Note that you'll see some of the bars being the same colours - we're plotting ASVs but colouring them by their species name, so this just means that multiple ASVs are the same species!

Now we'll try doing this at the phylum level instead:

#if you take a look at the taxonomy table within our phyloseq object, you should see that the phylum level is now called "ta2"
tax_table(relabun_physeq)

#so ta2 is what we'll use here to group everything at that rank
ps.phylum = tax_glom(relabun_physeq, taxrank="ta2", NArm=FALSE)

#have a look at this
print(ps.phylum)

#you can see that now there's only ten taxa, so we'll get a colour palette that has 10 unique colours
palette = distinctColorPalette(12)

#now we'll make the bar plot
plot_bar(ps.phylum, fill="ta2") + facet_wrap(c(~Sample_type), scales="free_x", nrow=1) + theme(legend.text=element_text(size=5), legend.key.size = unit(0.3, "cm")) + guides(fill=guide_legend(ncol=1)) + scale_fill_manual(values=palette)
#you can see here that first we're plotting the barplot, and then we're adding some other options - we're telling it how to make the legend, and also which colours to use for plotting

Hopefully you can follow the comments on each line to see what they're doing!

If you don't like the colours, just re-run the last two lines of code again and you'll get a different random set of colours.

Tutorial results

Now you should be able to start seeing some differences more easily!
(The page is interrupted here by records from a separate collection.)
use std::path::{Path, PathBuf};

use thiserror::Error;
use tracing::{info, instrument, warn};

use super::vcs::{Vcs, VcsError};
use crate::source::RepoLocator;

/// A provisioned local clone. Components operate on it by path only and
/// re-query branch state per operation, since the working directory is shared
/// with whatever else the operator runs against it.
#[derive(Debug, Clone)]
pub struct LocalRepository {
    pub path: PathBuf,
}

#[derive(Debug, Error)]
pub enum ProvisionError {
    // The partial clone directory is left in place for inspection.
    #[error("Failed to clone {url} into {path}: {detail}")]
    CloneFailed {
        url: String,
        path: PathBuf,
        detail: String,
    },

    #[error("Failed to create {path}: {source}")]
    CreateDir {
        path: PathBuf,
        source: std::io::Error,
    },

    #[error(transparent)]
    Vcs(#[from] VcsError),
}

/// Ensure a usable local clone of the repository exists under `base_dir`.
///
/// Idempotent: an existing clone is refreshed with a fetch (tracking refs
/// only, never touching the working tree) and a fetch failure is survivable —
/// stale refs still allow a meaningful apply attempt. A missing clone is
/// created from scratch, and that failure is fatal.
#[instrument(skip(vcs, locator), fields(owner = %locator.owner, repo = %locator.repo))]
pub async fn ensure(
    vcs: &dyn Vcs,
    locator: &RepoLocator,
    base_dir: &Path,
) -> Result<LocalRepository, ProvisionError> {
    let path = locator.local_path(base_dir);

    if path.join(".git").exists() {
        info!(path = %path.display(), "repository already cloned, updating");
        let fetch = vcs.fetch(&path).await?;
        if fetch.success() {
            info!("repository updated");
        } else {
            warn!(detail = %fetch.combined(), "failed to update repository, continuing with possibly-stale refs");
        }
        return Ok(LocalRepository { path });
    }

    info!(url = %locator.remote_url, path = %path.display(), "cloning repository");
    if let Some(parent) = path.parent() {
        std::fs::create_dir_all(parent).map_err(|source| ProvisionError::CreateDir {
            path: parent.to_path_buf(),
            source,
        })?;
    }

    let clone = vcs.clone_repo(&locator.remote_url, &path).await?;
    if !clone.success() {
        return Err(ProvisionError::CloneFailed {
            url: locator.remote_url.clone(),
            path,
            detail: clone.combined(),
        });
    }

    info!(path = %path.display(), "repository cloned");
    Ok(LocalRepository { path })
}
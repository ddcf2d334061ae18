pub mod apply;
pub mod isolate;
pub mod provision;
pub mod vcs;

pub use apply::{ApplyOutcome, ApplyStrategy};
pub use isolate::IsolationBranch;
pub use provision::LocalRepository;
pub use vcs::{CmdOutput, GitCli, Vcs, VcsError};
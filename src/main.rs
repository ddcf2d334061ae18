mod config;
mod repo;
mod review;
mod source;

use std::path::PathBuf;

use clap::Parser;
use colored::Colorize;
use tracing::{debug, info, info_span, warn};
use tracing_subscriber::EnvFilter;

use repo::ApplyStrategy;
use source::SourceError;

/// patch-review — download a patch from a GitHub PR/commit or Phabricator
/// differential URL, apply it to a local clone on an isolated branch, and
/// review it with Claude Code.
#[derive(Parser, Debug)]
#[command(name = "patch-review", version, about)]
struct Cli {
    /// GitHub PR/commit URL or Phabricator differential URL
    url: String,

    /// Programming language for the review context
    #[arg(short, long, default_value = "Rust")]
    language: String,

    /// Base directory for repositories (defaults to ~/repos)
    #[arg(short = 'd', long)]
    base_dir: Option<PathBuf>,

    /// Additional questions to ask about the patch
    #[arg(short, long)]
    questions: Option<String>,

    /// Don't checkout/clone the repository, only analyze the patch text
    #[arg(long)]
    no_checkout: bool,

    /// Don't apply the patch to the repository, only analyze the diff
    #[arg(long)]
    no_apply: bool,

    /// If stashing a dirty working tree fails, fall back to reset --hard +
    /// clean -fd (discards uncommitted work)
    #[arg(long)]
    allow_destructive_reset: bool,
}

#[tokio::main]
async fn main() -> Result<(), Box<dyn std::error::Error>> {
    tracing_subscriber::fmt()
        .with_env_filter(
            EnvFilter::try_from_default_env().unwrap_or_else(|_| EnvFilter::new("info")),
        )
        .with_target(true)
        .with_writer(std::io::stderr)
        .init();

    let cli = Cli::parse();
    let config = config::Config::load()?;

    // One token per invocation; isolation-branch naming is a pure function of it.
    let run_token = std::process::id().to_string();

    let _main_span = info_span!("patch_review", url = %cli.url).entered();

    let locator = source::resolve(&cli.url)
        .ok_or_else(|| SourceError::UnsupportedUrl(cli.url.clone()))?;
    let patch_source = source::classify(&cli.url)
        .ok_or_else(|| SourceError::UnsupportedUrl(cli.url.clone()))?;
    println!("Repository: {}/{}", locator.owner, locator.repo);
    debug!(remote = %locator.remote_url, source = ?patch_source, "resolved patch source");

    let client = reqwest::Client::new();

    println!("Downloading patch from: {}", patch_source.patch_url());
    let patch_text = source::download::download(&client, &patch_source).await?;
    info!(patch_bytes = patch_text.len(), "patch downloaded");

    println!("Fetching existing comments and reviews...");
    let existing_comments =
        source::comments::fetch(&client, config.github_token().as_deref(), &patch_source).await;
    if existing_comments.is_some() {
        println!("Successfully fetched existing comments/reviews");
    } else {
        println!("No existing comments found or unable to fetch");
    }

    if cli.no_checkout {
        println!("Analyzing patch without repository checkout...");
        review::analyze(
            &config,
            &review::Analysis {
                source: &patch_source,
                url: &cli.url,
                language: &cli.language,
                repo: None,
                patch_text: Some(&patch_text),
                existing_comments: existing_comments.as_deref(),
                custom_questions: cli.questions.as_deref(),
                run_token: &run_token,
            },
        )
        .await?;
        return Ok(());
    }

    let vcs = repo::GitCli::new(config.command_timeout());
    let base_dir = cli.base_dir.clone().unwrap_or_else(|| config.base_dir());
    let local = repo::provision::ensure(&vcs, &locator, &base_dir).await?;

    let mut applied = false;
    if !cli.no_apply {
        let allow_reset = cli.allow_destructive_reset || config.allow_destructive_reset();
        let branch = repo::isolate::isolate(&vcs, &local, &run_token, allow_reset).await?;
        println!("Created branch: {} from {}", branch.name, branch.base_branch);

        let outcome = repo::apply::apply(&vcs, &local, &patch_text).await?;
        applied = outcome.succeeded;
        report_apply_outcome(&outcome);
    }

    // Applied cleanly: the analyzer reads the diff from the working tree.
    // Otherwise it gets the raw patch text and the tree is untouched.
    let patch_for_prompt = if applied { None } else { Some(patch_text.as_str()) };

    review::analyze(
        &config,
        &review::Analysis {
            source: &patch_source,
            url: &cli.url,
            language: &cli.language,
            repo: Some(&local),
            patch_text: patch_for_prompt,
            existing_comments: existing_comments.as_deref(),
            custom_questions: cli.questions.as_deref(),
            run_token: &run_token,
        },
    )
    .await?;

    Ok(())
}

fn report_apply_outcome(outcome: &repo::ApplyOutcome) {
    if outcome.succeeded {
        match outcome.strategy {
            ApplyStrategy::ThreeWay => println!("Patch applied successfully with 3-way merge"),
            ApplyStrategy::Plain => println!("Patch applied successfully"),
            ApplyStrategy::WhitespaceFix => {
                println!("Patch applied successfully with whitespace fixes");
                println!(
                    "{} whitespace normalization can mask semantic differences; treat this apply as lower confidence",
                    "Warning:".yellow()
                );
            }
            ApplyStrategy::None => {}
        }
        return;
    }

    if let Some(diagnostics) = &outcome.diagnostics {
        println!("{diagnostics}");
    }
    warn!("patch did not apply cleanly; the working tree does not reflect the patch");
    println!(
        "{} Failed to apply patch, continuing with analysis using the original patch content...",
        "Warning:".yellow()
    );
}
You should see that we have a lot more Bacteroidota in the gut, with more Firmicutes_D in the oral samples.

Now let's plot genus:

ps.genus = tax_glom(relabun_physeq, taxrank="ta6", NArm=FALSE)
ps.genus_top<-prune_taxa(names(sort(taxa_sums(ps.genus),decreasing=TRUE)[1:20]), ps.genus)

#you can see that now there's only ten taxa, so we'll get a colour palette that has 10 unique colours
palette = distinctColorPalette(20)

#now we'll make the bar plot
plot_bar(ps.genus_top, fill="ta6") + facet_wrap(c(~Sample_type), scales="free_x", nrow=1) + theme(legend.text=element_text(size=5), legend.key.size = unit(0.3, "cm")) + guides(fill=guide_legend(ncol=1)) + scale_fill_manual(values=palette)
#you can see here that first we're plotting the barplot, and then we're adding some other options - we're telling it how to make the legend, and also which colours to use for plotting
Tutorial results
Screenshot 2026-03-17 at 10 42 47 am

You should see that we have a lot of Phocaeicola in the gut samples and Streptococcus and Veillonella in the oral samples.

Obviously this isn't a comprehensive list of everything that you could do, but hopefully it's becoming clear to you how you could change these for yourself to get a plot of what you're most interested in.

Heatmaps

While stacked bar plots can be great for getting an overview of our microbial communities, they're not very quantitative; it's often really difficult to determine whether a taxon is more abundant in one sample vs another, especially if it's not one of the most abundant. So heatmaps can be really helpful here!

We'll use the same phyloseq object as we created above to create a plot of the top 20 genera in our samples:

plot_heatmap(ps.genus_top, method = "PCoA", distance = "bray", low = "white", high = "red", na.value = "grey", sample.label="Sample_type", taxa.label="ta6")
Tutorial results

Feel free to change the colours for low and high, or the sample labels. Note that we're used PCoA and "bray" for grouping the samples, so they're being sorted according to this grouping. This is often really useful for seeing patterns within groups of samples!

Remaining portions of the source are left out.